_What is being asked_
Each line with the string "BTreeMap" is to be copied from the records below.

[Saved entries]
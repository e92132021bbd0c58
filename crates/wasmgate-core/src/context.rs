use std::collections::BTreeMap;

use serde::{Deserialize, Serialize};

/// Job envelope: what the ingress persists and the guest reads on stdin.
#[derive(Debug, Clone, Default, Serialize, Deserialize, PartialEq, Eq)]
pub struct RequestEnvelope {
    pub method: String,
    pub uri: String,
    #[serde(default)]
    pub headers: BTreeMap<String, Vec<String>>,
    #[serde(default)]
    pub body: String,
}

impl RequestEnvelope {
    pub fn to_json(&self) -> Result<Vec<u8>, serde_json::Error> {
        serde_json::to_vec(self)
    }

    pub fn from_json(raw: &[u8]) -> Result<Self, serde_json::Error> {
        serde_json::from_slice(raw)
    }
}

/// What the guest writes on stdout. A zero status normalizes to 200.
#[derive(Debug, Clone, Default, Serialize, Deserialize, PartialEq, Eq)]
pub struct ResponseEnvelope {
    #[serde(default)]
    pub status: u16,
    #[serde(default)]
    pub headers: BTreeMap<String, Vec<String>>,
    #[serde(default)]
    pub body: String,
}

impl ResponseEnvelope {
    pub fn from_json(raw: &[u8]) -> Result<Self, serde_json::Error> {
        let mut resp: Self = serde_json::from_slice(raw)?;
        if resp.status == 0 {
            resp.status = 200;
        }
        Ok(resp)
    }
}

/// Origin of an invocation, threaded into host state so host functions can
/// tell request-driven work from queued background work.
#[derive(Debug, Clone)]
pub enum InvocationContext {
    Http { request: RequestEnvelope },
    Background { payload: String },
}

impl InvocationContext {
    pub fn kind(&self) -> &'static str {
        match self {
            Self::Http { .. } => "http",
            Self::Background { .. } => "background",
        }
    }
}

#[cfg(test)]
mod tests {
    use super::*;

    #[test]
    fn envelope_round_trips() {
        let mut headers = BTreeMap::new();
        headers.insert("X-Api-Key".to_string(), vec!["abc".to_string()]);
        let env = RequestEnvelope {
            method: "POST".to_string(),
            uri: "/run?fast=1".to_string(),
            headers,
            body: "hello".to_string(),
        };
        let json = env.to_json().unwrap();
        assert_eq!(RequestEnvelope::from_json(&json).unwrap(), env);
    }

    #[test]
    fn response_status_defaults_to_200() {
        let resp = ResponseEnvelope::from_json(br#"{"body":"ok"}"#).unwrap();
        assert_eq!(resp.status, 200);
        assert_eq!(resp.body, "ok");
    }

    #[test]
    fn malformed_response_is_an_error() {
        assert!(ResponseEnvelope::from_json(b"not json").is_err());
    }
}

==

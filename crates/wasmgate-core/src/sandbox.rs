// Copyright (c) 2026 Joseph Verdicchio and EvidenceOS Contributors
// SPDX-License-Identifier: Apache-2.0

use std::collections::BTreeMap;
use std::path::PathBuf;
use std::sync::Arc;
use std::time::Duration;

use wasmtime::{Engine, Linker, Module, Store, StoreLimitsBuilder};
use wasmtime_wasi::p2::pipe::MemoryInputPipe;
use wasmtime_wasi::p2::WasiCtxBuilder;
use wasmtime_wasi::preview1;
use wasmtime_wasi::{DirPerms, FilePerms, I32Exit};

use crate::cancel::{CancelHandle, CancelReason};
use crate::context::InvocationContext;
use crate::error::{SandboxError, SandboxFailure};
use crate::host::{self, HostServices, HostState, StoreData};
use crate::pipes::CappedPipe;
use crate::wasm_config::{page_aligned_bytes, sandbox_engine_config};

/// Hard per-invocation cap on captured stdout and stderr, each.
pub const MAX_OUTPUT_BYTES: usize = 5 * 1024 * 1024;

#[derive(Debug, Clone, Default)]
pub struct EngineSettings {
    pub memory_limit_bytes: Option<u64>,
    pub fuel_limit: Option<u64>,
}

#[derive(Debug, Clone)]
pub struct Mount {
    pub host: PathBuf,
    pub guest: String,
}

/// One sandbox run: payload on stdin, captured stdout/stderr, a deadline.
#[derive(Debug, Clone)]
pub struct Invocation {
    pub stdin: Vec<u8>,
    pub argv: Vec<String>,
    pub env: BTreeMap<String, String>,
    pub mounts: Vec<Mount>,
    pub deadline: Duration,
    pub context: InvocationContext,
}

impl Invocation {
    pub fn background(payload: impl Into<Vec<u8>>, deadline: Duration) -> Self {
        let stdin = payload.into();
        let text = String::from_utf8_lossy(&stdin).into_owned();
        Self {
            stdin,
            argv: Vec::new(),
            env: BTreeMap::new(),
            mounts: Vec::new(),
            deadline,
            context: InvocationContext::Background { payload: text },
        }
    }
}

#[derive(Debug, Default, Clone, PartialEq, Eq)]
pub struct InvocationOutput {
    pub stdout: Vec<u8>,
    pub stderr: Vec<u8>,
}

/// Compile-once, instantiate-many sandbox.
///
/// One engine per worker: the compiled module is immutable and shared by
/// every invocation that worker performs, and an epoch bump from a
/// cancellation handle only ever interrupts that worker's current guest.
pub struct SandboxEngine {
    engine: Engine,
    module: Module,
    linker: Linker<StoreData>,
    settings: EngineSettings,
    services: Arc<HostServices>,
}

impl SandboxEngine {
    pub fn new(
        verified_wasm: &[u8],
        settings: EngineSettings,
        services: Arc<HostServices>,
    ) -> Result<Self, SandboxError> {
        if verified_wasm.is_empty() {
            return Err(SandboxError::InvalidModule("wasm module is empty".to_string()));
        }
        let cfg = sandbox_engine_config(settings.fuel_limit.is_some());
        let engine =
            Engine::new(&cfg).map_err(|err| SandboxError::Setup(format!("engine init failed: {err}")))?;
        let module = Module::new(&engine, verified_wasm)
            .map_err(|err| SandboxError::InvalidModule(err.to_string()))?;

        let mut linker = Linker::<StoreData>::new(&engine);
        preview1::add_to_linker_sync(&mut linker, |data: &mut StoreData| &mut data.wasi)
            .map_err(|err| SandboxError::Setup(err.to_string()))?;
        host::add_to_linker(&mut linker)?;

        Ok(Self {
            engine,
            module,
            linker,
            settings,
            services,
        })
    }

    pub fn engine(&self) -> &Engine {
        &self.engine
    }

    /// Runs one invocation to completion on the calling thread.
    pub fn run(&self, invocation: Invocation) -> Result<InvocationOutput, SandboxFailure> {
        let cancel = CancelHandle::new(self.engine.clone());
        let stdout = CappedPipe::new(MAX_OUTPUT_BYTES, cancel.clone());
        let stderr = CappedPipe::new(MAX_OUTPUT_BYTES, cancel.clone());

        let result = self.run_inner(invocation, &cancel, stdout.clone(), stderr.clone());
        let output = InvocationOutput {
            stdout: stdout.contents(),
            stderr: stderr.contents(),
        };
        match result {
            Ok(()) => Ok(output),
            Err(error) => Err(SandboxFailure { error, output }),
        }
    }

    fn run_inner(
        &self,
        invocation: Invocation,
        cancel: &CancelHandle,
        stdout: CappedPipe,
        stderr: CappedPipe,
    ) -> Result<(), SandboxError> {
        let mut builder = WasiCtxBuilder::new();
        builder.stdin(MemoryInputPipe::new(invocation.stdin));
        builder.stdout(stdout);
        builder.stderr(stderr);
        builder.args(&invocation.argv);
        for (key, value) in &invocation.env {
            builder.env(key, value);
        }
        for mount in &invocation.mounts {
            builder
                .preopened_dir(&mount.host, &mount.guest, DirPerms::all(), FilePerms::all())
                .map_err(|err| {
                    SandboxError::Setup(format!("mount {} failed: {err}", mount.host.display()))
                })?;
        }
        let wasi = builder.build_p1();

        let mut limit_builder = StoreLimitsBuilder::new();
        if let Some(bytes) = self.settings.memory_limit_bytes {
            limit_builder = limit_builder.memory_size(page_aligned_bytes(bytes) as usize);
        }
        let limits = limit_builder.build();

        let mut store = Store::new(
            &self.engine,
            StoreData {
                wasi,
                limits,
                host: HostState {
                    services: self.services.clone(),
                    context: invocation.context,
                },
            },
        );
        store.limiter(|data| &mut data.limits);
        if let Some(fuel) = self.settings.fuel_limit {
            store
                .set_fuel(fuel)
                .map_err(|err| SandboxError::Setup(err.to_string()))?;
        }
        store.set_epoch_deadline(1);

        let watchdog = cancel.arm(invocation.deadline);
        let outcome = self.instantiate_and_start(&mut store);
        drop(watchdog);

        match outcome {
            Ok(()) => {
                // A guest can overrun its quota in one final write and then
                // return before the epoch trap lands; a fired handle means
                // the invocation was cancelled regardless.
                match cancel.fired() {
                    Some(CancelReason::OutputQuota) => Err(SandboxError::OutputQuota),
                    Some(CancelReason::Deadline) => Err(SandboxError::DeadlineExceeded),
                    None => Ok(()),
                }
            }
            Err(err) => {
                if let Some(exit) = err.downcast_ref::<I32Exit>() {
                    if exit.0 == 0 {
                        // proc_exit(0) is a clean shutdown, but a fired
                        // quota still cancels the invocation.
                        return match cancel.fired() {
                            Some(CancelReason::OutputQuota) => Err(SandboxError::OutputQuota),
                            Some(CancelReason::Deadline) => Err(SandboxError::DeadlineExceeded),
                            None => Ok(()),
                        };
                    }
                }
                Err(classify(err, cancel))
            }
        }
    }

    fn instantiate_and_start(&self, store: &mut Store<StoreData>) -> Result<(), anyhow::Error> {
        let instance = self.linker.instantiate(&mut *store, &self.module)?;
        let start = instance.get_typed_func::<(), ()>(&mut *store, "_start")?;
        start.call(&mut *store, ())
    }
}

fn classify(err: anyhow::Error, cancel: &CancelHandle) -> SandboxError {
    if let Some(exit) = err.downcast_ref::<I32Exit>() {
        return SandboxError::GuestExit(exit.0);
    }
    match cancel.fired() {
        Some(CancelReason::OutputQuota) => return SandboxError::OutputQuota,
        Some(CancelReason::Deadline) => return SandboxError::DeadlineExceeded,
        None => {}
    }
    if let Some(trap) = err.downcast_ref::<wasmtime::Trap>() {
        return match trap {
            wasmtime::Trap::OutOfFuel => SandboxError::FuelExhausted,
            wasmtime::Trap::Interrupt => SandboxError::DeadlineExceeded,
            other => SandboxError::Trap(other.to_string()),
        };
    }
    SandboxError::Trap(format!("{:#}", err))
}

_Answer space_
use std::collections::BTreeMap;
    pub headers: BTreeMap<String, Vec<String>>,
    pub headers: BTreeMap<String, Vec<String>>,
        let mut headers = BTreeMap::new();
use std::collections::BTreeMap;
    pub env: BTreeMap<String, String>,
            env: BTreeMap::new(),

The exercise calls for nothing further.